The up-projection to a $4\times$ wider hidden layer followed by a down-projection creates an expansion-compression bottleneck. The model has $d_m$ "slots" in the hidden layer, each of which can activate (or not) on a given input. The nonlinearity $\sigma$ acts as a gate, determining which slots fire. The output is a weighted combination of contributions from the active slots.

The residual stream is updated additively:

\mathbf{r}^{l+1} = \mathbf{r}^{l+} + \text{MLP}^l(\mathbf{r}^{l+})

where $\mathbf{r}^{l+}$ is the residual stream after attention in layer $l$ . Like attention, the MLP reads from and writes to the residual stream. Its contribution can be isolated and measured independently.

MLPs as Key-Value Memories

The first insight came from examining the structure of the MLP computation more carefully [1]. Consider what happens when we expand the matrix multiplication:

\text{MLP}(\mathbf{x}) = W_{\text{out}} \cdot \sigma(W_{\text{in}} \mathbf{x}) = \sum_{i=1}^{d_m} \sigma(\mathbf{k}_i \cdot \mathbf{x}) \; \mathbf{v}_i

where $\mathbf{k}_i$ is the $i$ -th row of $W_{\text{in}}$ (the "key" for neuron $i$ ) and $\mathbf{v}_i$ is the $i$ -th column of $W_{\text{out}}$ (the "value" for neuron $i$ ). We have dropped the biases for clarity.With the bias terms included, the activation becomes $\sigma(\mathbf{k}_i \cdot \mathbf{x} + b_i)$ , which shifts the threshold at which neuron $i$ activates. The value vector is still $\mathbf{v}_i$ , and the output still sums over active neurons. The key-value interpretation holds with or without biases.

Key-Value Memory (MLP): Each of the $d_m$ neurons in an MLP layer acts as a key-value pair. The key $\mathbf{k}_i$ (a row of $W_{\text{in}}$ ) computes a match score with the input via a dot product. If the match passes the nonlinearity, the value $\mathbf{v}_i$ (a column of $W_{\text{out}}$ ) is added to the output, scaled by the activation strength. The MLP output is a weighted sum of value vectors from all active neurons.

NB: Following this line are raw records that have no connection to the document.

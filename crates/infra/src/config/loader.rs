//! Configuration loader
//!
//! Resolves a [`ClientConfig`] from four layers. For every field the first
//! layer that sets it wins:
//!
//! 1. explicit values passed by the caller
//! 2. environment variables
//! 3. a JSON or TOML file
//! 4. built-in fallbacks
//!
//! ## Environment Variables
//! - `TOKENRELAY_CLIENT_ID`, `TOKENRELAY_CLIENT_SECRET`: OAuth client
//!   credentials (required)
//! - `TOKENRELAY_BASE_SITE`: authorization server origin (required)
//! - `TOKENRELAY_REFRESH_TOKEN`: seed refresh token
//! - `TOKENRELAY_AUTHORIZE_PATH`, `TOKENRELAY_ACCESS_TOKEN_PATH`
//! - `TOKENRELAY_REDIRECT_URI`
//! - `TOKENRELAY_RETRY_BUDGET`, `TOKENRELAY_RETRY_WAIT_MS`,
//!   `TOKENRELAY_REQUEST_TIMEOUT_MS`
//! - `TOKENRELAY_NOT_FOUND_POLICY`: `pass_through` or `fail`
//! - `TOKENRELAY_API_BASE_URL`, `TOKENRELAY_SPEC_LOCATION`
//! - `TOKENRELAY_CONFIG`: path of the file layer
//!
//! The environment is read through a lookup function so tests never touch
//! process-global state.

use std::path::{Path, PathBuf};
use std::str::FromStr;

use serde::{Deserialize, Serialize};
use tokenrelay_domain::constants::{
    DEFAULT_ACCESS_TOKEN_PATH, DEFAULT_AUTHORIZE_PATH, DEFAULT_REDIRECT_URI,
    DEFAULT_REQUEST_TIMEOUT_MS, DEFAULT_RETRY_BUDGET, DEFAULT_RETRY_WAIT_UNIT_MS,
};
use tokenrelay_domain::{
    ClientConfig, NotFoundPolicy, OAuthSettings, Result, RetrySettings, TokenRelayError,
};

pub const ENV_CLIENT_ID: &str = "TOKENRELAY_CLIENT_ID";
pub const ENV_CLIENT_SECRET: &str = "TOKENRELAY_CLIENT_SECRET";
pub const ENV_REFRESH_TOKEN: &str = "TOKENRELAY_REFRESH_TOKEN";
pub const ENV_BASE_SITE: &str = "TOKENRELAY_BASE_SITE";
pub const ENV_AUTHORIZE_PATH: &str = "TOKENRELAY_AUTHORIZE_PATH";
pub const ENV_ACCESS_TOKEN_PATH: &str = "TOKENRELAY_ACCESS_TOKEN_PATH";
pub const ENV_REDIRECT_URI: &str = "TOKENRELAY_REDIRECT_URI";
pub const ENV_RETRY_BUDGET: &str = "TOKENRELAY_RETRY_BUDGET";
pub const ENV_RETRY_WAIT_MS: &str = "TOKENRELAY_RETRY_WAIT_MS";
pub const ENV_REQUEST_TIMEOUT_MS: &str = "TOKENRELAY_REQUEST_TIMEOUT_MS";
pub const ENV_NOT_FOUND_POLICY: &str = "TOKENRELAY_NOT_FOUND_POLICY";
pub const ENV_API_BASE_URL: &str = "TOKENRELAY_API_BASE_URL";
pub const ENV_SPEC_LOCATION: &str = "TOKENRELAY_SPEC_LOCATION";
pub const ENV_CONFIG: &str = "TOKENRELAY_CONFIG";

/// Where a configuration value came from, highest precedence first.
#[derive(Debug, Clone, Copy, PartialEq, Eq, PartialOrd, Ord, Hash)]
pub enum ConfigLayer {
    Explicit,
    Environment,
    File,
    Fallback,
}

/// One configuration layer; unset fields defer to lower layers.
#[derive(Debug, Clone, Default, PartialEq, Eq, Serialize, Deserialize)]
#[serde(default)]
pub struct PartialConfig {
    pub client_id: Option<String>,
    pub client_secret: Option<String>,
    pub refresh_token: Option<String>,
    pub base_site: Option<String>,
    pub authorize_path: Option<String>,
    pub access_token_path: Option<String>,
    pub redirect_uri: Option<String>,
    pub retry_budget: Option<u32>,
    pub retry_wait_ms: Option<u64>,
    pub request_timeout_ms: Option<u64>,
    pub not_found_policy: Option<NotFoundPolicy>,
    pub api_base_url: Option<String>,
    pub spec_location: Option<String>,
}

impl PartialConfig {
    /// Field-wise merge where `self` wins over `lower`.
    #[must_use]
    pub fn merge(self, lower: Self) -> Self {
        Self {
            client_id: self.client_id.or(lower.client_id),
            client_secret: self.client_secret.or(lower.client_secret),
            refresh_token: self.refresh_token.or(lower.refresh_token),
            base_site: self.base_site.or(lower.base_site),
            authorize_path: self.authorize_path.or(lower.authorize_path),
            access_token_path: self.access_token_path.or(lower.access_token_path),
            redirect_uri: self.redirect_uri.or(lower.redirect_uri),
            retry_budget: self.retry_budget.or(lower.retry_budget),
            retry_wait_ms: self.retry_wait_ms.or(lower.retry_wait_ms),
            request_timeout_ms: self.request_timeout_ms.or(lower.request_timeout_ms),
            not_found_policy: self.not_found_policy.or(lower.not_found_policy),
            api_base_url: self.api_base_url.or(lower.api_base_url),
            spec_location: self.spec_location.or(lower.spec_location),
        }
    }

    /// Built-in defaults. Credentials and `base_site` have none.
    #[must_use]
    pub fn fallback() -> Self {
        Self {
            authorize_path: Some(DEFAULT_AUTHORIZE_PATH.to_string()),
            access_token_path: Some(DEFAULT_ACCESS_TOKEN_PATH.to_string()),
            redirect_uri: Some(DEFAULT_REDIRECT_URI.to_string()),
            retry_budget: Some(DEFAULT_RETRY_BUDGET),
            retry_wait_ms: Some(DEFAULT_RETRY_WAIT_UNIT_MS),
            request_timeout_ms: Some(DEFAULT_REQUEST_TIMEOUT_MS),
            not_found_policy: Some(NotFoundPolicy::default()),
            ..Self::default()
        }
    }

    /// Environment layer read through `lookup`. Empty values count as unset.
    ///
    /// # Errors
    /// Returns `TokenRelayError::Config` when a numeric or policy variable
    /// cannot be parsed.
    pub fn from_lookup<F>(lookup: F) -> Result<Self>
    where
        F: Fn(&str) -> Option<String>,
    {
        let get = |key: &str| lookup(key).filter(|value| !value.trim().is_empty());

        Ok(Self {
            client_id: get(ENV_CLIENT_ID),
            client_secret: get(ENV_CLIENT_SECRET),
            refresh_token: get(ENV_REFRESH_TOKEN),
            base_site: get(ENV_BASE_SITE),
            authorize_path: get(ENV_AUTHORIZE_PATH),
            access_token_path: get(ENV_ACCESS_TOKEN_PATH),
            redirect_uri: get(ENV_REDIRECT_URI),
            retry_budget: parse_var(ENV_RETRY_BUDGET, get(ENV_RETRY_BUDGET))?,
            retry_wait_ms: parse_var(ENV_RETRY_WAIT_MS, get(ENV_RETRY_WAIT_MS))?,
            request_timeout_ms: parse_var(ENV_REQUEST_TIMEOUT_MS, get(ENV_REQUEST_TIMEOUT_MS))?,
            not_found_policy: parse_var(ENV_NOT_FOUND_POLICY, get(ENV_NOT_FOUND_POLICY))?,
            api_base_url: get(ENV_API_BASE_URL),
            spec_location: get(ENV_SPEC_LOCATION),
        })
    }

    /// Environment layer from the process environment.
    ///
    /// # Errors
    /// See [`PartialConfig::from_lookup`].
    pub fn from_env() -> Result<Self> {
        Self::from_lookup(|key| std::env::var(key).ok())
    }

    /// Validate required fields and build the resolved configuration.
    ///
    /// # Errors
    /// Returns `TokenRelayError::Config` naming the first missing required
    /// field.
    pub fn into_config(self) -> Result<ClientConfig> {
        let fallback = Self::fallback();
        let merged = self.merge(fallback);

        let mut oauth = OAuthSettings::new(
            required(merged.client_id, "client_id")?,
            required(merged.client_secret, "client_secret")?,
            required(merged.base_site, "base_site")?,
        );
        if let Some(path) = merged.authorize_path {
            oauth.authorize_path = path;
        }
        if let Some(path) = merged.access_token_path {
            oauth.access_token_path = path;
        }
        if let Some(uri) = merged.redirect_uri {
            oauth.redirect_uri = uri;
        }
        oauth.refresh_token = merged.refresh_token;

        let defaults = RetrySettings::default();
        let retry = RetrySettings {
            budget: merged.retry_budget.unwrap_or(defaults.budget),
            wait_unit_ms: merged.retry_wait_ms.unwrap_or(defaults.wait_unit_ms),
            request_timeout_ms: merged.request_timeout_ms.unwrap_or(defaults.request_timeout_ms),
            not_found: merged.not_found_policy.unwrap_or(defaults.not_found),
        };

        Ok(ClientConfig {
            oauth,
            retry,
            api_base_url: merged.api_base_url,
            spec_location: merged.spec_location,
        })
    }
}

/// Merge layers by precedence and resolve.
///
/// Layers may be given in any order; ties keep their given order.
///
/// # Errors
/// Returns `TokenRelayError::Config` when a required field is set by no
/// layer.
pub fn resolve<I>(layers: I) -> Result<ClientConfig>
where
    I: IntoIterator<Item = (ConfigLayer, PartialConfig)>,
{
    let mut layers: Vec<_> = layers.into_iter().collect();
    layers.sort_by_key(|(layer, _)| *layer);

    layers
        .into_iter()
        .map(|(_, partial)| partial)
        .reduce(PartialConfig::merge)
        .unwrap_or_default()
        .into_config()
}

/// Load configuration from the process environment, an optional file and
/// the fallbacks, with `explicit` on top.
///
/// # Errors
/// See [`load_with`].
pub fn load(explicit: PartialConfig) -> Result<ClientConfig> {
    load_with(explicit, None, |key| std::env::var(key).ok())
}

/// Load configuration with an injected environment lookup.
///
/// The file layer is `config_file` when given, otherwise the path named by
/// `TOKENRELAY_CONFIG`, otherwise absent.
///
/// # Errors
/// Returns `TokenRelayError::Config` if:
/// - an environment variable has an invalid value
/// - the named config file is missing or malformed
/// - a required field is set by no layer
pub fn load_with<F>(
    explicit: PartialConfig,
    config_file: Option<&Path>,
    lookup: F,
) -> Result<ClientConfig>
where
    F: Fn(&str) -> Option<String>,
{
    let file_path = config_file
        .map(Path::to_path_buf)
        .or_else(|| lookup(ENV_CONFIG).filter(|p| !p.trim().is_empty()).map(PathBuf::from));
    let environment = PartialConfig::from_lookup(&lookup)?;

    let mut layers = vec![(ConfigLayer::Explicit, explicit), (ConfigLayer::Environment, environment)];
    if let Some(path) = file_path {
        layers.push((ConfigLayer::File, load_from_file(&path)?));
    }

    let config = resolve(layers)?;
    tracing::debug!(
        base_site = %config.oauth.base_site,
        has_refresh_token = config.oauth.refresh_token.is_some(),
        retry_budget = config.retry.budget,
        "configuration resolved"
    );
    Ok(config)
}

/// Load one configuration layer from a file
///
/// Supports both JSON and TOML formats (detected by file extension).
///
/// # Errors
/// Returns `TokenRelayError::Config` if the file is missing, unreadable or
/// malformed.
pub fn load_from_file(path: &Path) -> Result<PartialConfig> {
    if !path.exists() {
        return Err(TokenRelayError::Config(format!("Config file not found: {}", path.display())));
    }

    tracing::info!(path = %path.display(), "Loading configuration from file");

    let contents = std::fs::read_to_string(path)
        .map_err(|e| TokenRelayError::Config(format!("Failed to read config file: {e}")))?;

    parse_config(&contents, path)
}

/// Parse configuration from string content
///
/// Format is detected by file extension (`.json` or `.toml`).
fn parse_config(contents: &str, path: &Path) -> Result<PartialConfig> {
    let extension = path.extension().and_then(|e| e.to_str()).unwrap_or("json");

    match extension {
        "toml" => toml::from_str(contents)
            .map_err(|e| TokenRelayError::Config(format!("Invalid TOML format: {e}"))),
        "json" => serde_json::from_str(contents)
            .map_err(|e| TokenRelayError::Config(format!("Invalid JSON format: {e}"))),
        _ => Err(TokenRelayError::Config(format!("Unsupported config format: {extension}"))),
    }
}

fn parse_var<T>(key: &str, value: Option<String>) -> Result<Option<T>>
where
    T: FromStr,
    T::Err: std::fmt::Display,
{
    value
        .map(|raw| {
            raw.trim()
                .parse::<T>()
                .map_err(|e| TokenRelayError::Config(format!("Invalid value for {key}: {e}")))
        })
        .transpose()
}

fn required(value: Option<String>, field: &str) -> Result<String> {
    value.ok_or_else(|| TokenRelayError::Config(format!("Missing required setting: {field}")))
}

This is not a metaphor. The computation is structurally identical to a soft key-value lookup: the input is matched against a bank of keys, and the corresponding values are retrieved and combined. The nonlinearity $\sigma$ acts as a soft gate, determining which key-value pairs are active for a given input.

Diagram of a feed-forward layer as key-value memory. The input vector is multiplied by key vectors k_1 through k_dm to produce memory coefficients, and the output is a weighted sum of value vectors v_1 through v_dm. Example trigger inputs for individual keys are shown, such as 'it will take a' and 'every once in a'. — A feed-forward layer as key-value memory. Each of the $d_m$ neurons has a key vector that matches textual patterns and a value vector that contributes to the output. The memory coefficients (activation strengths) determine how much each value vector contributes. From Geva et al., *Transformer Feed-Forward Layers Are Key-Value Memories*.[2]

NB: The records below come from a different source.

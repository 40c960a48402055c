//! # tokenrelay infrastructure
//!
//! The impure edges of the client:
//! - configuration resolution (explicit values, environment, file, fallback)
//! - the reqwest transport
//! - the retrying request executor
//! - API description loading and the [`ApiClient`] facade
//!
//! ## Architecture
//! - Token lifecycle lives in `tokenrelay-common`
//! - Configuration types and the domain error live in `tokenrelay-domain`

pub mod api;
pub mod config;
pub mod http;

pub use api::{
    ApiClient, ApiClientBuilder, ApiError, ApiRequest, ApiResponse, ApiSpec, ExecError, ExecOutput,
    OperationRequest, RequestExecutor,
};
pub use http::{HttpTransport, Transport};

Geva et al. studied a 16-layer transformer and examined what the keys and values actually encode [3]. By collecting the inputs that maximally activate each neuron (the inputs that best match each key), they found interpretable patterns:

Lower layers (1-9): Keys predominantly match shallow textual patterns. Neuron $i$ in layer 3 might activate on inputs containing specific n-grams, punctuation patterns, or syntactic constructions.
Upper layers (10-16): Keys match semantic patterns. Neuron $j$ in layer 14 might activate on inputs about European geography, regardless of the specific wording.

This stratification mirrors what we see with attention heads (earlier layers handle syntax, later layers handle semantics), but here it arises in a different component and through a different mechanism. Attention heads learn where to look. MLP neurons learn what patterns to recognize and what information to retrieve in response.

Sparse Activation

Not every neuron fires on every input. Geva et al. found that only about 10-50% of the $d_m$ neurons in a given layer activate for any particular input [4]. This means the MLP output is dominated by a relatively small subset of value vectors on each forward pass.

This sparsity is not just an empirical curiosity. Zhang et al. showed that MLP neurons naturally cluster into functional groups, and that routing each input to only the relevant 10-30% of neurons preserves over 95% of model performance [5]. In effect, the dense MLP already behaves like a sparse mixture of experts, even though it was not designed or trained to be one.This observation connects to a broader finding about activation sparsity in transformers. As models scale, activation sparsity tends to increase: larger models use a smaller fraction of their MLP neurons for any given input. This is part of why sparse autoencoders work well on MLP activations, and why transcoders can replace MLPs with wider but sparser alternatives.

The practical implication is that the MLP at each layer applies a different subset of its key-value memory to each input. When the model processes "The Eiffel Tower is in ___", the active neurons at layer 10 might be those whose keys match geographic entities and European landmarks, while the neurons matching, say, programming syntax remain inactive.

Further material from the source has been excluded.